Although in patients with HPT, 18F-FCH PET/CT is usually focused on the neck and mediastinum, whole-body examination could be performed, allowing the detection of synchronous HPT-related metabolic alterations as brown tumors [42].
In one patient with sHPT, whole-body 18F-FCH PET/CT revealed axial and extra-axial skeletal alterations consisting in osteitis fibrosa cystica (OFC) (Figure 3). OFC represents a serious complication of kidney osteodystrophy, predominantly affecting the hands, feet, skull, and facial bones. OFC is a bone disorder caused by severe hyperparathyroidism and resulting in the formation of subperiosteal bone resorption, osteolysis of the distal clavicles, a “salt and pepper” appearance of the skull, bone cysts, and brown tumors of the bones.

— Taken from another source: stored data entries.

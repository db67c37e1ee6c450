//! Wasmtime handle lifecycle and value marshalling for luawasm.
//!
//! This crate is the engine-facing half of the embedding layer:
//! - [`WasmEngine`]: shared compilation/runtime context
//! - [`CompiledModule`]: a validated, compiled module
//! - [`ModuleLinker`]: import registry that drives instantiation
//! - [`LinkedInstance`]: an instance and the store it lives in
//! - [`ExportDescriptor`]: export type introspection
//! - [`WasmValue`] and [`ValueKind`]: the kind-tagged value model
//!
//! # Architecture
//!
//! ```text
//! ┌──────────────┐
//! │  WasmEngine  │──────────────┬─────────────────────┐
//! └──────────────┘              │                     │
//!        │                      ▼                     ▼
//!        │              ┌────────────────┐   ┌──────────────┐
//!        │              │ CompiledModule │   │ ModuleLinker │
//!        │              └────────────────┘   └──────────────┘
//!        │                      │ instantiate         │
//!        ▼                      ▼                     ▼
//! ┌──────────────────────────────────────────────────────────┐
//! │          LinkedInstance (Store<HostContext> + Instance)  │
//! │  Linked ──release──▶ Released                            │
//! │  Linked ──failed call──▶ CallFailed                      │
//! └──────────────────────────────────────────────────────────┘
//! ```

pub mod engine;
pub mod export;
pub mod instance;
pub mod linker;
pub mod module;
pub mod store;
pub mod value;

pub use engine::WasmEngine;
pub use export::{ExportDescriptor, ExportKind};
pub use instance::{InstanceState, LinkedInstance};
pub use linker::{InstantiateOutcome, ModuleLinker};
pub use module::CompiledModule;
pub use store::{CallMetrics, HostContext};
pub use value::{ValueKind, WasmValue};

After parathyroidectomy, patients usually show complete healing of subperiosteal resorption, partial repair of bone cysts, and their cortical bone mineral content might increase. Nevertheless, despite the improvement of both imaging techniques and laboratory methods for early detection of hypercalcemia making OFC a rare complication in developed countries, it should be investigated because of its high impact on mortality and morbidity of CKD patients with HPT.
Our study suffers from several limitations. First, the inclusion of a relatively limited number of patients. Indeed, among the 72 CKD patients with HPT referred for preoperative 18F-FCH PET/CT during the study period, only 30 patients were finally operated on and included in the study. Some patients’ refusal of surgery and the postponing of some surgeries due to the COVID-19 pandemic explains the low rate of patients who underwent surgery. However, the cohort studied represents the largest population examined by 18F-FCH PET/CT. Second, mainly due to the retrospective nature of the study, neck US, parathyroid scintigraphy, and 4D-CT were not performed in all patients, precluding robust comparison among diagnostic techniques and potentially introducing a patient selection bias. However, in our tertiary referral surgical center, we faced an important variability in the diagnostic precision of the imaging studies that patients had already obtained before their referral. Our practice is to avoid additional and potentially unnecessary exposition to radiation, additional costs, and delays. Finally, the relatively long interval between imaging and parathyroidectomy should also be considered as a limitation of our study, as it may increase the possibility of false negative results (a long interval may be responsible for pathological evolution of gland secretion and volume).

5. Conclusions

The role of preoperative imaging for localization hyperfunctioning parathyroids is debated in CKD patients with HPT. Hence, the need to know the spectrum of their diagnostic performances and inherent limitations. Cervical US and 99mTc-sestamibi scintigraphy have a good specificity but too low of a sensitivity to detect multiglandular diseases. 4D-CT does not provide sufficient sensitivity, and it is often contraindicated for patients with kidney failure. 18F-FCH PET/CT appears to be an effective imaging option in patients with sHPT and tHPT, and had better results than cervical US, 99mTc-sestamibi scintigraphy, and 4D-CT. To reduce extensive surgery, the accurate detection of pathologic parathyroids is of greater importance in patients with tHPT (who could benefit from minimally invasive parathyroidectomy) than in patients with sHPT, who often undergo bilateral cervicotomy. In these cases, preoperative 18F-FCH PET/CT may be helpful in locating ectopic glands and may guide the surgical choice for gland preservation to avoid postoperative hypocalcemia. In patients with tHPT, 18F-FCH PET/CT could be proposed as preoperative imaging, followed by a cervical ultrasound in case of a doubtful positive localization, to disregard nodal false positive results. The surgical impact of these findings should be assessed in prospective multicenter clinical trials.

Author Contributions

Conceptualization, A.I. and M.V.; methodology, A.I.; software, S.A. and B.L.-F.; validation, S.A., B.L.-F., A.K., D.M., M.H., G.A., V.B., S.R., M.V., P.P. and A.I.; formal analysis, S.A., B.L.-F. and A.I.; investigation, S.A., B.L.-F., A.K., D.M., M.H., G.A., V.B., S.R., M.V., P.P. and A.I.; supervision, A.I. All authors have read and agreed to the published version of the manuscript.

Funding

This research received no external funding.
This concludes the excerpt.